Buying a property off the plan can be an attractive option, but it comes with unique capital gains tax (CGT) implications. Because settlement may take place months—or even years—after signing the initial contract, it’s important to understand how CGT rules apply.

 

When Is the Property Acquired for CGT Purposes?

For CGT purposes, the acquisition date of an off-the-plan property is the date you sign the contract, not the date of settlement.

This means:

  • The property is taken to be acquired in the income year the contract is signed.
  • Even if settlement happens years later, the acquisition date is locked in at the contract signing.

 

Practical Consequences of This Rule

1. Meeting the 12-Month Rule for the CGT Discount

If the property is not your CGT-exempt main residence, you may be eligible for the 50% CGT discount. The 12-month holding period starts from the contract date—giving you ample time to qualify, even if you sell within 12 months of settlement.

2. Timing of Capital Gains or Losses

Capital gains or losses are recognised in the income year you enter the sale contract—not the year of settlement.

  Example:

  • You sell the property in 2023 (enter a contract of sale)
  • Settlement occurs in 2025
  • The capital gain or loss is attributed to the 2023 income year

This rule applies even if you sell before the original off-the-plan contract has itself settled.

 

Commissioner’s Administrative Approach

While the law says gains arise in the year of the sale contract, the ATO applies a practical concession. You don’t need to include the gain in your tax return until settlement proceeds are received.
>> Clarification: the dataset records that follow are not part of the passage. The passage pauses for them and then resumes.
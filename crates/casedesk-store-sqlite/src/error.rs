//! Error type for `casedesk-store-sqlite`.

use thiserror::Error;

#[derive(Debug, Error)]
pub enum Error {
  /// Validation failure or an unknown vocabulary value read back from disk.
  #[error("core error: {0}")]
  Core(#[from] casedesk_core::Error),

  #[error("database error: {0}")]
  Database(#[from] tokio_rusqlite::Error),

  #[error("date/time parse error: {0}")]
  DateParse(String),
}

pub type Result<T, E = Error> = std::result::Result<T, E>;
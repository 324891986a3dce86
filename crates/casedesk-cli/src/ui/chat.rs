//! Chat tab: conversation history above a one-line input.

use ratatui::{
  Frame,
  layout::{Constraint, Direction, Layout, Rect},
  style::{Color, Modifier, Style},
  text::{Line, Span},
  widgets::{Paragraph, Wrap},
};

use super::pane;
use crate::app::{App, Speaker};

const GREETING: &str = "Describe a new case, post an update (\"CASE-0001 moved to PMA\"), \
                        ask about a case, or ask for counts by marketplace, status or priority.";

pub fn draw(f: &mut Frame, area: Rect, app: &App) {
  let rows = Layout::default()
    .direction(Direction::Vertical)
    .constraints([Constraint::Min(0), Constraint::Length(3)])
    .split(area);

  let mut lines: Vec<Line> = Vec::new();
  if app.chat_log.is_empty() {
    lines.push(Line::from(Span::styled(
      GREETING,
      Style::default().fg(Color::DarkGray),
    )));
  }
  for entry in &app.chat_log {
    let (who, colour) = match entry.speaker {
      Speaker::User => ("you", Color::Cyan),
      Speaker::Assistant { ok: true } => ("bot", Color::Green),
      Speaker::Assistant { ok: false } => ("bot", Color::Red),
    };
    let label = Style::default().fg(colour).add_modifier(Modifier::BOLD);
    for (i, text) in entry.text.lines().enumerate() {
      let prefix = if i == 0 { format!("{who:>4} ") } else { "     ".into() };
      lines.push(Line::from(vec![
        Span::styled(prefix, label),
        Span::raw(text.replace("**", "")),
      ]));
    }
    lines.push(Line::from(""));
  }

  // Keep the newest messages in view.
  let block = pane("Conversation");
  let inner_height = block.inner(rows[0]).height as usize;
  let scroll = lines.len().saturating_sub(inner_height) as u16;
  f.render_widget(
    Paragraph::new(lines)
      .block(block)
      .wrap(Wrap { trim: false })
      .scroll((scroll, 0)),
    rows[0],
  );

  let input = Paragraph::new(format!("> {}_", app.chat_input))
    .style(Style::default().fg(Color::Yellow))
    .block(pane(format!("Message · {}", app.tier)));
  f.render_widget(input, rows[1]);
}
At that point, you amend the relevant prior year’s tax return.

 

CGT Exemption for Your Home

If your off-the-plan purchase is intended to become your main residence, you may be eligible for the building concession. This allows the property to qualify for the main residence CGT exemption once construction is complete and you move in, provided you meet the conditions.

 

Off-the-Plan vs Option Agreements

It’s important not to confuse off-the-plan purchases with option agreements. These are treated as separate legal transactions for CGT purposes. Only when an option is exercised does it merge into the main property transaction, with different tax consequences.

 

Final Thoughts

The CGT rules for off-the-plan property purchases can be complex, especially with timing differences between contract and settlement. Understanding the acquisition date, discount eligibility, and reporting obligations is key to avoiding mistakes.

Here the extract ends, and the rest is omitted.